From “crazy” to confirmed
The Claim Is Made
This is the moment they called it crazy.
Every time you say "Hey Google," you assume you're triggering a private conversation with a machine. That assumption turned out to be dangerously naive.
In July 2019, Belgian broadcaster VRT NWS published an investigation that would fundamentally challenge how millions of people understood their smart home devices. The news outlet had obtained over 1,000 audio recordings captured by Google Assistant—and many of them shouldn't have been recorded at all. These weren't isolated glitches or edge cases. They were systematic failures in one of the world's most trusted technology companies.
The recordings told intimate stories of everyday life gone wrong. Conversations in bedrooms. Phone calls containing sensitive financial information. Domestic arguments that family members thought were private. A person undressing. Another triggering the device by accident while saying a similar-sounding phrase. These weren't hypothetical risks—they were documented, real moments where Google's technology was listening when users believed it wasn't.

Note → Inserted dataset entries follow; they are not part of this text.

//! Emitter: visible tree + style map → markup and CSS.
//!
//! Markup goes through an intermediate `ComponentTree` so a component hook
//! can inspect or replace it before rendering. Output is deterministic for
//! a fixed input: classes follow tree order and declarations are sorted.

use crate::assets::AssetPlan;
use crate::id::NodeId;
use crate::syntax::px_literals;
use crate::text::{BlockKind, TextBlock, TextLine, TextRun};
use crate::tokens::StyleMap;
use crate::tree::{Tag, VisibleTree};
use serde::{Deserialize, Serialize};
use std::collections::{BTreeMap, BTreeSet, HashMap, HashSet};
use std::fmt::Write;

/// Run attribute carrying a favicon URL for link runs.
pub const FAVICON_ATTR: &str = "favicon";

const INLINE_TAGS: &[&str] = &["a", "strong", "em", "u", "s", "code", "span", "br"];
const VOID_TAGS: &[&str] = &["img", "br"];

/// How an exported asset is referenced from markup.
#[derive(Debug, Clone, PartialEq)]
pub enum AssetRef {
    Url(String),
    /// Upload failed; the raw markup is inlined instead.
    Inline(String),
}

// ─── Component tree ───────────────────────────────────────────────────────

#[derive(Debug, Clone, PartialEq, Serialize, Deserialize)]
#[serde(untagged)]
pub enum ComponentNode {
    Text(String),
    Element(ComponentElement),
}

#[derive(Debug, Clone, Default, PartialEq, Serialize, Deserialize)]
pub struct ComponentElement {
    pub tag: String,
    #[serde(default)]
    pub attrs: BTreeMap<String, String>,
    #[serde(default)]
    pub children: Vec<ComponentNode>,
    /// Verbatim markup rendered in place of children (inlined SVG).
    #[serde(default, skip_serializing_if = "Option::is_none")]
    pub raw: Option<String>,
}

impl ComponentElement {
    fn new(tag: &str) -> Self {
        Self {
            tag: tag.to_string(),
            ..Default::default()
        }
    }

    fn with_attr(mut self, key: &str, value: impl Into<String>) -> Self {
        self.attrs.insert(key.to_string(), value.into());
        self
    }

    fn is_inline(&self) -> bool {
        INLINE_TAGS.contains(&self.tag.as_str())
    }
}

#[derive(Debug, Clone, Default, PartialEq, Serialize, Deserialize)]
pub struct ComponentTree {
    pub name: String,
    pub roots: Vec<ComponentNode>,
}

/// Everything the markup builder reads.
pub struct MarkupInput<'a> {
    pub tree: &'a VisibleTree,
    pub classes: &'a HashMap<NodeId, String>,
    pub plan: &'a AssetPlan,
    pub assets: &'a HashMap<NodeId, AssetRef>,
    pub text: &'a HashMap<NodeId, Vec<TextBlock>>,
}

/// Build the component tree for every root of the visible tree.
pub fn build_component_tree(input: &MarkupInput<'_>) -> ComponentTree {
    let name = input
        .tree
        .root_ids
        .first()
        .and_then(|id| input.tree.get(*id))
        .map(|n| n.name.clone())
        .unwrap_or_default();
    let roots = input
        .tree
        .root_ids
        .iter()
        .filter_map(|id| element_for(input, *id))
        .map(ComponentNode::Element)
        .collect();
    ComponentTree { name, roots }
}

fn element_for(input: &MarkupInput<'_>, id: NodeId) -> Option<ComponentElement> {
    if input.plan.is_skipped(id) {
        return None;
    }
    let node = input.tree.get(id)?;
    let class = input.classes.get(&id).cloned().unwrap_or_default();

    if input.plan.is_vector_root(id) {
        let el = match input.assets.get(&id) {
            Some(AssetRef::Url(url)) => ComponentElement::new("img")
                .with_attr("src", url.clone())
                .with_attr("alt", node.name.clone()),
            Some(AssetRef::Inline(markup)) => ComponentElement {
                raw: Some(markup.clone()),
                ..ComponentElement::new("div")
            },
            None => ComponentElement::new("div"),
        };
        return Some(el.with_attr("class", class));
    }

    let mut el = match node.tag {
        Tag::Img if node.children.is_empty() => {
            let mut img = ComponentElement::new("img").with_attr("alt", node.name.clone());
            if let Some(AssetRef::Url(url)) = input.assets.get(&id) {
                img = img.with_attr("src", url.clone());
            }
            img
        }
        Tag::P | Tag::Span => text_element(node.tag, input.text.get(&id)),
        _ => ComponentElement::new("div"),
    };
    el.attrs.insert("class".to_string(), class);
    for hint in node.data_hint.iter().flatten() {
        el.attrs.insert(format!("data-{}", hint.0), hint.1.clone());
    }
    for child in &node.children {
        if let Some(c) = element_for(input, *child) {
            el.children.push(ComponentNode::Element(c));
        }
    }
    Some(el)
}

fn text_element(tag: Tag, blocks: Option<&Vec<TextBlock>>) -> ComponentElement {
    let Some(blocks) = blocks.filter(|b| !b.is_empty()) else {
        return ComponentElement::new(tag.as_str());
    };
    let base = base_attrs(blocks);

    if let [only] = blocks.as_slice()
        && only.kind == BlockKind::Paragraph
    {
        let mut el = ComponentElement::new(tag.as_str());
        el.children = paragraph_children(&only.lines, &base);
        return el;
    }

    let mut wrapper = ComponentElement::new("div");
    for block in blocks {
        let child = match block.kind {
            BlockKind::Paragraph => {
                let mut p = ComponentElement::new("p");
                p.children = paragraph_children(&block.lines, &base);
                p
            }
            BlockKind::OrderedList | BlockKind::UnorderedList => {
                let tag = if block.kind == BlockKind::OrderedList { "ol" } else { "ul" };
                let mut list = ComponentElement::new(tag);
                for line in &block.lines {
                    let mut li = ComponentElement::new("li");
                    li.children = line_children(line, &base);
                    list.children.push(ComponentNode::Element(li));
                }
                list
            }
        };
        wrapper.children.push(ComponentNode::Element(child));
    }
    wrapper
}

/// Attributes of the first non-whitespace run; other runs style the difference.
fn base_attrs(blocks: &[TextBlock]) -> BTreeMap<String, String> {
    blocks
        .iter()
        .flat_map(|b| &b.lines)
        .flat_map(|l| &l.runs)
        .find(|r| !r.is_whitespace())
        .map(|r| r.attrs.clone())
        .unwrap_or_default()
}

fn paragraph_children(lines: &[TextLine], base: &BTreeMap<String, String>) -> Vec<ComponentNode> {
    let mut out = Vec::new();
    for (i, line) in lines.iter().enumerate() {
        if i > 0 {
            out.push(ComponentNode::Element(ComponentElement::new("br")));
        }
        out.extend(line_children(line, base));
    }
    out
}

fn line_children(line: &TextLine, base: &BTreeMap<String, String>) -> Vec<ComponentNode> {
    line.runs.iter().map(|run| run_node(run, base)).collect()
}

fn run_node(run: &TextRun, base: &BTreeMap<String, String>) -> ComponentNode {
    let mut node = ComponentNode::Text(run.text.clone());
    let wrap = |tag: &str, inner: ComponentNode| {
        let mut el = ComponentElement::new(tag);
        el.children.push(inner);
        ComponentNode::Element(el)
    };
    let marks = run.marks;
    if marks.code {
        node = wrap("code", node);
    }
    if marks.strike {
        node = wrap("s", node);
    }
    if marks.underline {
        node = wrap("u", node);
    }
    if marks.italic {
        node = wrap("em", node);
    }
    if marks.bold {
        node = wrap("strong", node);
    }

    let diff: Vec<String> = run
        .attrs
        .iter()
        .filter(|(k, v)| k.as_str() != FAVICON_ATTR && base.get(*k) != Some(*v))
        .map(|(k, v)| format!("{k}: {v}"))
        .collect();
    if !diff.is_empty() && !run.is_whitespace() {
        let mut span = ComponentElement::new("span").with_attr("style", diff.join("; "));
        span.children.push(node);
        node = ComponentNode::Element(span);
    }

    if let Some(href) = &run.link {
        let mut a = ComponentElement::new("a").with_attr("href", href.clone());
        if let Some(icon) = run.attrs.get(FAVICON_ATTR) {
            a.attrs.insert("data-favicon".to_string(), icon.clone());
        }
        a.children.push(node);
        node = ComponentNode::Element(a);
    }
    node
}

Google's official position had always been reassuring. The company publicly stated that human contractors only reviewed audio when the wake word "Hey Google" or "OK Google" was clearly detected. This was the privacy safeguard users relied upon. The company had never explicitly disclosed—until forced to—that actual humans were listening to any recordings at all, let alone recordings captured without proper activation.
When confronted with VRT NWS's reporting, Google's response was measured and somewhat defensive. The company acknowledged that contractors do review audio snippets to improve the service, but insisted the practice was limited and privacy-conscious. They claimed that users had agreed to this arrangement in their terms of service. The explanation felt hollow to anyone who had actually read those terms or considered what 0.2% of recordings actually meant in practice.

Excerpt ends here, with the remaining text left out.